- _Goal of the exercise_: The whole listing must be printed again without any alteration.

- _Data for analysis_:
※

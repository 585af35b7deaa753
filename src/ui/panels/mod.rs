// Discount Card - ui/panels/mod.rs

pub mod about;
pub mod detail;
pub mod filters;
pub mod notice;
pub mod results;
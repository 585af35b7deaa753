// Discount Card - core/mod.rs
//
// Core business logic layer.
// Dependencies: util, serde, csv/serde_json/uuid for export.
// Must NOT depend on: ui, platform, app.

pub mod export;
pub mod filter;
pub mod model;
pub mod store;
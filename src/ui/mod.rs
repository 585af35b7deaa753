// Discount Card - ui/mod.rs
//
// UI layer: presentation only.
// Dependencies: app (state), core (read-only models), egui.
// Must NOT depend on: platform, direct I/O.

pub mod panels;
pub mod theme;
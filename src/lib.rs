// Discount Card - lib.rs
//
// Library entry point, exposing all non-GUI-shell modules for integration
// testing and programmatic use.
//
// The eframe wiring in `gui.rs` lives with `main.rs` and is not part of the
// library surface.

pub mod app;
pub mod core;
pub mod platform;
pub mod ui;
pub mod util;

※

- _Response box_:
repository 585af35b7deaa753
filename src/ui/panels/mod.rs
// Discount Card - ui/panels/mod.rs

pub mod about;
pub mod detail;
pub mod filters;
pub mod notice;
pub mod results;
repository 585af35b7deaa753
// Discount Card - core/mod.rs
//
// Core business logic layer.
// Dependencies: util, serde, csv/serde_json/uuid for export.
// Must NOT depend on: ui, platform, app.

pub mod export;
pub mod filter;
pub mod model;
pub mod store;
filename src/ui/mod.rs
repository 585af35b7deaa753
// Discount Card - ui/mod.rs
//
// UI layer: presentation only.
// Dependencies: app (state), core (read-only models), egui.
// Must NOT depend on: platform, direct I/O.

pub mod panels;
pub mod theme;
filename src/lib.rs
// Discount Card - lib.rs
//
// Library entry point, exposing all non-GUI-shell modules for integration
// testing and programmatic use.
//
// The eframe wiring in `gui.rs` lives with `main.rs` and is not part of the
// library surface.

pub mod app;
pub mod core;
pub mod platform;
pub mod ui;
pub mod util;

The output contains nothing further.